I thought I had done a post earlier in regards to Mozilla Revoking Trust in one CNNIC Intermediate Certificate. Turns out I had not. Also had planned on posting more about this earlier this weekend as Mozilla took further actions against the CNNIC certificate authority on Thursday, April 2nd. I did mention this briefly in the Firefox 37.0.1 Released post, but wanted to take a moment and explain about this in a little more detail.

About 2-weeks ago on March 23rd, from the Mozilla Security Blog:

China Internet Network Information Center (CNNIC), a non-profit organization administrated by Cyberspace Administration of China (CAC), operates the “CNNIC Root” and “China Internet Network Information Center EV Certificates Root” certificates that are included in NSS, and used to issue certificates to organizations and the general public. CNNIC issued an unconstrained intermediate certificate that was labeled as a test certificate and had a two week validity, expiring April 3, 2015. Their customer loaded this certificate into a firewall device which performed SSL MITM, and a user inside their network accessed other servers, causing the firewall to issue certificates for domains that this customer did not own or control. Mozilla’s CA Certificate Policy prohibits certificates from being used in this manner when they chain up to a root certificate in Mozilla’s CA program.

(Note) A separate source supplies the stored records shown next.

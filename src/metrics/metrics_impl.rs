use crate::metrics::snapshot::CacheMetricsSnapshot;
use crate::metrics::traits::{CoreMetricsRecorder, CostMetricsRecorder};

/// Plain counters owned by one [`LruCache`](crate::policy::lru::LruCache).
///
/// Only `&mut self` paths record; the concurrent wrappers already hold the
/// write lock there.
#[derive(Debug, Default, Clone)]
pub struct LruMetrics {
    pub get_calls: u64,
    pub get_hits: u64,
    pub get_misses: u64,
    pub insert_calls: u64,
    pub insert_updates: u64,
    pub insert_new: u64,
    pub insert_refused: u64,
    pub evict_calls: u64,
    pub evicted_entries: u64,
    pub delete_calls: u64,
    pub delete_found: u64,
    pub clear_calls: u64,
}

impl LruMetrics {
    /// Copies the counters and attaches the given gauges.
    pub fn snapshot(&self, len: usize, current_cost: usize, max_cost: usize) -> CacheMetricsSnapshot {
        CacheMetricsSnapshot {
            get_calls: self.get_calls,
            get_hits: self.get_hits,
            get_misses: self.get_misses,
            insert_calls: self.insert_calls,
            insert_updates: self.insert_updates,
            insert_new: self.insert_new,
            insert_refused: self.insert_refused,
            evict_calls: self.evict_calls,
            evicted_entries: self.evicted_entries,
            delete_calls: self.delete_calls,
            delete_found: self.delete_found,
            clear_calls: self.clear_calls,
            len,
            current_cost,
            max_cost,
        }
    }
}

impl CoreMetricsRecorder for LruMetrics {
    fn record_get_hit(&mut self) {
        self.get_calls += 1;
        self.get_hits += 1;
    }

    fn record_get_miss(&mut self) {
        self.get_calls += 1;
        self.get_misses += 1;
    }

    fn record_insert_call(&mut self) {
        self.insert_calls += 1;
    }

    fn record_insert_new(&mut self) {
        self.insert_new += 1;
    }

    fn record_insert_update(&mut self) {
        self.insert_updates += 1;
    }

    fn record_evict_call(&mut self) {
        self.evict_calls += 1;
    }

    fn record_evicted_entry(&mut self) {
        self.evicted_entries += 1;
    }

    fn record_clear(&mut self) {
        self.clear_calls += 1;
    }
}

impl CostMetricsRecorder for LruMetrics {
    fn record_insert_refused(&mut self) {
        self.insert_refused += 1;
    }

    fn record_delete_call(&mut self) {
        self.delete_calls += 1;
    }

    fn record_delete_found(&mut self) {
        self.delete_found += 1;
    }
}
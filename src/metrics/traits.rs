//! # Metrics Traits
//!
//! Recording and snapshotting are split so the cache engines only ever
//! write counters, and callers only ever read copies.
//!
//! ```text
//!   ┌─────────────────────────────┐
//!   │     CoreMetricsRecorder     │
//!   │  get_hit/get_miss/insert    │
//!   │  evict/clear                │
//!   └──────────────┬──────────────┘
//!                  │
//!                  ▼
//!   ┌─────────────────────────────┐      ┌──────────────────────────────┐
//!   │     CostMetricsRecorder     │      │ MetricsSnapshotProvider<S>   │
//!   │  refused/delete             │      │ (tests, benches, dashboards) │
//!   └─────────────────────────────┘      └──────────────────────────────┘
//! ```

/// Common counters for any cache.
pub trait CoreMetricsRecorder {
    fn record_get_hit(&mut self);
    fn record_get_miss(&mut self);
    fn record_insert_call(&mut self);
    fn record_insert_new(&mut self);
    fn record_insert_update(&mut self);
    fn record_evict_call(&mut self);
    fn record_evicted_entry(&mut self);
    fn record_clear(&mut self);
}

/// Counters specific to a cost-bounded cache.
pub trait CostMetricsRecorder: CoreMetricsRecorder {
    /// An entry was dropped because its cost alone exceeds the budget.
    fn record_insert_refused(&mut self);
    fn record_delete_call(&mut self);
    fn record_delete_found(&mut self);
}

/// Snapshot provider for bench/testing.
pub trait MetricsSnapshotProvider<S> {
    fn snapshot(&self) -> S;
}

When a Certificate Authority (CA) issues an SSL Certificate for a site there are certain verification protocols that must be followed. For ‘Standard’ certificates this includes verifying the information of the certificate requester against the domain registration information of said domain. This includes an automated email and phone call to the email address/phone number registered to that domain. For the higher end ‘Extended Validation (EV)’ certificates (green padlock and/or address bar highlight) the same verification of domain ownership still applies plus verification of the business/organization (involves documentation from the company’s/organization’s lawyers and/or accountants).

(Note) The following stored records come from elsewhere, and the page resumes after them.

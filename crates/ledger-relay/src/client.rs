//! Websocket subscription client.

use crate::{LedgerRequest, LedgerResponse, RelayError, RelayResult};
use async_trait::async_trait;
use chrono::{DateTime, Utc};
use futures_util::stream::SplitStream;
use futures_util::{SinkExt, StreamExt};
use tokio::net::TcpStream;
use tokio::sync::mpsc;
use tokio::task::JoinHandle;
use tokio::time::{interval_at, timeout, Duration, Instant};
use tokio_tungstenite::{connect_async, tungstenite::Message, MaybeTlsStream, WebSocketStream};
use tracing::{debug, info, warn};

type WsRead = SplitStream<WebSocketStream<MaybeTlsStream<TcpStream>>>;

/// Buffered inbound messages per connection.
const EVENT_BUFFER: usize = 256;
/// Buffered outbound frames per connection.
const OUTBOUND_BUFFER: usize = 32;
/// How long `close` waits for the close frame to be written.
const CLOSE_GRACE: Duration = Duration::from_secs(2);

/// Subscription client configuration.
#[derive(Debug, Clone)]
pub struct RelayConfig {
    /// Node websocket URL (e.g., wss://s.altnet.rippletest.net:51233).
    pub url: String,
    /// Accounts named in the subscribe request.
    pub accounts: Vec<String>,
    /// Streams named in the subscribe request.
    pub streams: Vec<String>,
    /// Bound on the TCP/TLS/websocket handshake.
    pub connect_timeout: Duration,
    /// Bound on waiting for the subscribe acknowledgement.
    pub subscribe_timeout: Duration,
    /// Interval between keepalive pings.
    pub keepalive_interval: Duration,
}

impl Default for RelayConfig {
    fn default() -> Self {
        Self {
            url: "wss://s.altnet.rippletest.net:51233".to_string(),
            accounts: Vec::new(),
            streams: vec!["ledger".to_string()],
            connect_timeout: Duration::from_secs(10),
            subscribe_timeout: Duration::from_secs(10),
            keepalive_interval: Duration::from_secs(15),
        }
    }
}

/// One unparsed inbound message.
#[derive(Debug, Clone)]
pub struct RawEvent {
    pub payload: String,
    pub received_at: DateTime<Utc>,
}

impl RawEvent {
    pub fn new(payload: impl Into<String>) -> Self {
        Self {
            payload: payload.into(),
            received_at: Utc::now(),
        }
    }
}

/// Opens subscribed connections.
///
/// Every successful `connect` has already issued and confirmed the
/// subscription, so callers never see a bare connection.
#[async_trait]
pub trait Connector: Send + Sync {
    async fn connect(&self) -> RelayResult<Connection>;
}

/// A live subscription.
///
/// `next_event` yields messages in arrival order and returns `None` once the
/// socket fails or the node closes it. Dropping the connection tears down its
/// background tasks.
pub struct Connection {
    events: mpsc::Receiver<RawEvent>,
    outbound: Option<mpsc::Sender<Message>>,
    writer: Option<JoinHandle<()>>,
    tasks: Vec<JoinHandle<()>>,
}

impl Connection {
    /// A connection fed from an arbitrary channel. Used by alternative
    /// transports and tests.
    pub fn from_receiver(events: mpsc::Receiver<RawEvent>) -> Self {
        Self {
            events,
            outbound: None,
            writer: None,
            tasks: Vec::new(),
        }
    }

    /// Next inbound message, or `None` when the stream has ended.
    pub async fn next_event(&mut self) -> Option<RawEvent> {
        self.events.recv().await
    }

    /// Send a close frame and release the socket.
    pub async fn close(mut self) {
        if let Some(outbound) = self.outbound.take() {
            let _ = outbound.send(Message::Close(None)).await;
        }
        if let Some(writer) = self.writer.take() {
            if timeout(CLOSE_GRACE, writer).await.is_err() {
                debug!("Close frame not flushed in time");
            }
        }
        self.events.close();
        debug!("Ledger connection closed");
    }
}

impl Drop for Connection {
    fn drop(&mut self) {
        if let Some(writer) = self.writer.take() {
            writer.abort();
        }
        for task in self.tasks.drain(..) {
            task.abort();
        }
    }
}

/// Websocket implementation of [`Connector`].
pub struct RelayClient {
    config: RelayConfig,
}

impl RelayClient {
    pub fn new(config: RelayConfig) -> Self {
        Self { config }
    }

    pub fn config(&self) -> &RelayConfig {
        &self.config
    }

    /// Wait for the subscribe acknowledgement, keeping anything pushed
    /// before it.
    async fn await_subscribed(
        read: &mut WsRead,
        request_id: &str,
        early: &mut Vec<RawEvent>,
    ) -> RelayResult<()> {
        loop {
            match read.next().await {
                Some(Ok(Message::Text(text))) => {
                    let text = text.to_string();
                    match LedgerResponse::parse(&text) {
                        Some(response) if response.answers(request_id) => {
                            return if response.is_success() {
                                Ok(())
                            } else {
                                Err(RelayError::Subscribe(response.error_text()))
                            };
                        }
                        _ => early.push(RawEvent::new(text)),
                    }
                }
                Some(Ok(Message::Close(_))) | None => {
                    return Err(RelayError::Connection(
                        "closed before subscription was acknowledged".to_string(),
                    ));
                }
                Some(Ok(_)) => {}
                Some(Err(e)) => return Err(e.into()),
            }
        }
    }
}

#[async_trait]
impl Connector for RelayClient {
    async fn connect(&self) -> RelayResult<Connection> {
        info!(url = %self.config.url, "Connecting to ledger");

        let (ws_stream, _) = timeout(
            self.config.connect_timeout,
            connect_async(self.config.url.as_str()),
        )
        .await
        .map_err(|_| RelayError::Timeout("connect"))??;
        let (mut write, mut read) = ws_stream.split();

        // Subscribe on every connect.
        let subscribe = LedgerRequest::subscribe(&self.config.accounts, &self.config.streams);
        write.send(Message::Text(subscribe.to_json()?.into())).await?;
        debug!(request_id = %subscribe.id, "Sent subscribe request");

        let mut early = Vec::new();
        timeout(
            self.config.subscribe_timeout,
            Self::await_subscribed(&mut read, &subscribe.id, &mut early),
        )
        .await
        .map_err(|_| RelayError::Timeout("subscribe acknowledgement"))??;
        info!(
            accounts = ?self.config.accounts,
            streams = ?self.config.streams,
            "Subscribed to ledger"
        );

        let (msg_tx, mut msg_rx) = mpsc::channel::<Message>(OUTBOUND_BUFFER);
        let (event_tx, event_rx) = mpsc::channel::<RawEvent>(EVENT_BUFFER);

        let writer = tokio::spawn(async move {
            while let Some(msg) = msg_rx.recv().await {
                let closing = matches!(msg, Message::Close(_));
                if write.send(msg).await.is_err() {
                    break;
                }
                if closing {
                    let _ = write.close().await;
                    break;
                }
            }
        });

        let keepalive_tx = msg_tx.clone();
        let period = self.config.keepalive_interval;
        let keepalive = tokio::spawn(async move {
            let mut ticker = interval_at(Instant::now() + period, period);
            loop {
                ticker.tick().await;
                let Ok(json) = LedgerRequest::ping().to_json() else {
                    continue;
                };
                if keepalive_tx.send(Message::Text(json.into())).await.is_err() {
                    break;
                }
            }
        });

        let pong_tx = msg_tx.clone();
        let reader = tokio::spawn(async move {
            for event in early {
                if event_tx.send(event).await.is_err() {
                    return;
                }
            }
            while let Some(msg_result) = read.next().await {
                match msg_result {
                    Ok(Message::Text(text)) => {
                        if event_tx.send(RawEvent::new(text.to_string())).await.is_err() {
                            break;
                        }
                    }
                    Ok(Message::Close(frame)) => {
                        info!(frame = ?frame, "Ledger closed the connection");
                        break;
                    }
                    Ok(Message::Ping(data)) => {
                        let _ = pong_tx.send(Message::Pong(data)).await;
                    }
                    Ok(_) => {}
                    Err(e) => {
                        warn!(error = %e, "Ledger websocket error");
                        break;
                    }
                }
            }
        });

        Ok(Connection {
            events: event_rx,
            outbound: Some(msg_tx),
            writer: Some(writer),
            tasks: vec![keepalive, reader],
        })
    }
}

#[cfg(test)]
mod tests {
    use super::*;
    use serde_json::{json, Value};
    use tokio::net::TcpListener;
    use tokio_tungstenite::accept_async;

    #[test]
    fn test_relay_config_default() {
        let config = RelayConfig::default();
        assert_eq!(config.url, "wss://s.altnet.rippletest.net:51233");
        assert_eq!(config.streams, vec!["ledger".to_string()]);
        assert_eq!(config.keepalive_interval, Duration::from_secs(15));
        assert!(config.accounts.is_empty());
    }

    /// Accepts one websocket client and runs `script` against it.
    async fn serve_once<F, Fut>(script: F) -> String
    where
        F: FnOnce(WebSocketStream<TcpStream>) -> Fut + Send + 'static,
        Fut: std::future::Future<Output = ()> + Send + 'static,
    {
        let listener = TcpListener::bind("127.0.0.1:0").await.unwrap();
        let addr = listener.local_addr().unwrap();
        tokio::spawn(async move {
            let (stream, _) = listener.accept().await.unwrap();
            let ws = accept_async(stream).await.unwrap();
            script(ws).await;
        });
        format!("ws://{}", addr)
    }

    async fn read_request(ws: &mut WebSocketStream<TcpStream>) -> Value {
        loop {
            if let Some(Ok(Message::Text(text))) = ws.next().await {
                return serde_json::from_str(text.as_str()).unwrap();
            }
        }
    }

    fn client(url: String) -> RelayClient {
        RelayClient::new(RelayConfig {
            url,
            accounts: vec!["rPT1Sjq2YGrBMTttX4GZHjKu9dyfzbpAYe".to_string()],
            connect_timeout: Duration::from_secs(5),
            subscribe_timeout: Duration::from_secs(5),
            keepalive_interval: Duration::from_secs(60),
            ..Default::default()
        })
    }

    #[tokio::test]
    async fn test_connect_subscribes_and_streams_until_close() {
        let url = serve_once(|mut ws| async move {
            let request = read_request(&mut ws).await;
            assert_eq!(request["command"], "subscribe");
            assert_eq!(request["accounts"][0], "rPT1Sjq2YGrBMTttX4GZHjKu9dyfzbpAYe");

            // Pushed before the acknowledgement; must not be lost.
            let early = json!({"type": "ledgerClosed", "ledger_index": 1});
            ws.send(Message::Text(early.to_string().into())).await.unwrap();

            let ack = json!({"id": request["id"], "status": "success", "type": "response", "result": {}});
            ws.send(Message::Text(ack.to_string().into())).await.unwrap();

            let tx = json!({"type": "transaction", "transaction": {"TransactionType": "TrustSet"}});
            ws.send(Message::Text(tx.to_string().into())).await.unwrap();
            ws.close(None).await.unwrap();
        })
        .await;

        let mut connection = client(url).connect().await.unwrap();

        let first = connection.next_event().await.unwrap();
        assert!(first.payload.contains("ledgerClosed"));
        let second = connection.next_event().await.unwrap();
        assert!(second.payload.contains("TrustSet"));
        assert!(connection.next_event().await.is_none());
    }

    #[tokio::test]
    async fn test_keepalive_ping_and_reply_reach_the_stream() {
        let url = serve_once(|mut ws| async move {
            let request = read_request(&mut ws).await;
            let ack = json!({"id": request["id"], "status": "success", "type": "response", "result": {}});
            ws.send(Message::Text(ack.to_string().into())).await.unwrap();

            let ping = read_request(&mut ws).await;
            assert_eq!(ping["command"], "ping");
            assert!(ping.get("accounts").is_none());
            let pong = json!({"id": ping["id"], "status": "success", "type": "response", "result": {}});
            ws.send(Message::Text(pong.to_string().into())).await.unwrap();

            while let Some(Ok(msg)) = ws.next().await {
                if msg.is_close() {
                    break;
                }
            }
        })
        .await;

        let mut relay = client(url);
        relay.config.keepalive_interval = Duration::from_millis(50);
        let mut connection = relay.connect().await.unwrap();

        let reply = timeout(Duration::from_secs(5), connection.next_event())
            .await
            .unwrap()
            .unwrap();
        let reply: Value = serde_json::from_str(&reply.payload).unwrap();
        assert_eq!(reply["type"], "response");
        assert!(reply["id"].as_str().unwrap().starts_with("ping-"));
        connection.close().await;
    }

    #[tokio::test]
    async fn test_rejected_subscription_is_an_error() {
        let url = serve_once(|mut ws| async move {
            let request = read_request(&mut ws).await;
            let nack = json!({
                "id": request["id"],
                "status": "error",
                "type": "response",
                "error": "actMalformed",
            });
            ws.send(Message::Text(nack.to_string().into())).await.unwrap();
            let _ = ws.next().await;
        })
        .await;

        let err = client(url).connect().await.err().unwrap();
        assert!(matches!(err, RelayError::Subscribe(ref m) if m == "actMalformed"));
    }

    #[tokio::test]
    async fn test_close_before_acknowledgement_is_an_error() {
        let url = serve_once(|mut ws| async move {
            let _ = read_request(&mut ws).await;
            ws.close(None).await.unwrap();
        })
        .await;

        let err = client(url).connect().await.err().unwrap();
        assert!(matches!(err, RelayError::Connection(_)));
    }

    #[tokio::test]
    async fn test_connect_refused() {
        let listener = TcpListener::bind("127.0.0.1:0").await.unwrap();
        let addr = listener.local_addr().unwrap();
        drop(listener);

        let result = client(format!("ws://{}", addr)).connect().await;
        assert!(result.is_err());
    }

    #[tokio::test]
    async fn test_from_receiver_ends_when_sender_dropped() {
        let (tx, rx) = mpsc::channel(4);
        let mut connection = Connection::from_receiver(rx);

        tx.send(RawEvent::new("{}")).await.unwrap();
        drop(tx);

        assert_eq!(connection.next_event().await.unwrap().payload, "{}");
        assert!(connection.next_event().await.is_none());
        connection.close().await;
    }
}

In this case these verification protocols were not being followed by the CNNIC customer and they were issuing certificates for various sites (in which they claimed to be own/control, but did not). This could result in these certificates being used in a Man-In-The-Middle (MITM) attack. Wikipedia has a detailed article about MITM attacks. The example they use involves an un-encrypted Wi-Fi Network. While different than web servers, the principle is still the same: you have a person in the middle that is impersonating each end point (in this case with the spoofed SSL Certificates) and is intercepting (and possible changing) the communication.

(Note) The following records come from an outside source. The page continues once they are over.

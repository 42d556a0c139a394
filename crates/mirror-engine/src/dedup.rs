//! Per-currency dedup state.

use serde::{Deserialize, Serialize};
use std::collections::HashSet;
use std::fmt;

/// Identity of a mirrorable trust line.
#[derive(Debug, Clone, PartialEq, Eq, Hash, Serialize, Deserialize)]
pub struct CurrencyKey {
    pub currency: String,
    pub issuer: String,
}

impl CurrencyKey {
    pub fn new(currency: impl Into<String>, issuer: impl Into<String>) -> Self {
        Self {
            currency: currency.into(),
            issuer: issuer.into(),
        }
    }
}

impl fmt::Display for CurrencyKey {
    fn fmt(&self, f: &mut fmt::Formatter<'_>) -> fmt::Result {
        write!(f, "{}:{}", self.currency, self.issuer)
    }
}

/// Currency keys already mirrored in this process.
///
/// Entries are added only after a successful trust line and never removed.
#[derive(Debug, Clone, Default)]
pub struct DedupState {
    mirrored: HashSet<CurrencyKey>,
}

impl DedupState {
    pub fn new() -> Self {
        Self::default()
    }

    pub fn contains(&self, key: &CurrencyKey) -> bool {
        self.mirrored.contains(key)
    }

    /// Returns `false` if the key was already present.
    pub fn insert(&mut self, key: CurrencyKey) -> bool {
        self.mirrored.insert(key)
    }

    pub fn len(&self) -> usize {
        self.mirrored.len()
    }

    pub fn is_empty(&self) -> bool {
        self.mirrored.is_empty()
    }
}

On April 2nd, Mozilla took further actions against the CNNIC by Distrusting New CNNIC Certificates:

After reviewing the circumstances and a robust discussion on our public mailing list, we have concluded that CNNIC’s behaviour in issuing an unconstrained intermediate certificate to a company with no documented PKI practices and with no oversight of how the private key was stored or controlled was an ‘egregious practice’ as per Mozilla’s CA Certificate Enforcement Policy. Therefore, after public discussion and consideration of the scope and impact of a range of options, we have decided to update our code so that Mozilla products will no longer trust any certificate issued by CNNIC’s roots with a notBefore date on or after 1st April 2015. We have put together a longer document with more details on the incident and how we arrived at the conclusion we did.

The portion above I highlighted in red may not make much sense to people are not familiar with the workings of the PKI (Public Key Infrastructure) industry and its practices. The easiest way I can think of this is with the idiom “Fox Guarding the Hen house”. Another example would be a bank issuing a debit card with PIN. Suppose the customer forgot their PIN and they go to the bank’s website for assistance. The Bank has no documented policy on how they confirm the person contacting them is who they claim to be. The only information the website asks for is the debit card number. Once the debit card information is submitted and matched, the website displays the PIN associated with that card. No other verification takes place and it is just ‘assumed’ the person entering the card number is the cardholder. Worse yet, this bank stores this information in a clear-text database with no security protections which means hackers can get to this information. On top of that some employees have accessed this information and issued themselves spoofed debit cards (with the associated PINs) of several customers. Essentially the “company” is doing the same thing with SSL Certificates while the certificate authority (or in the bank example The Federal Reserve Board or FDIC) ‘looks the other way’.

At least CNNIC did notify Mozilla what happened, instead of sweeping it under the rug. However, as Mozilla pointed out, CNNIC should have never issued the certificate to the company in the first place. This was a serious breach of PKI protocol and will be interesting to see what (if anything) sanctions will be imposed upon this CA.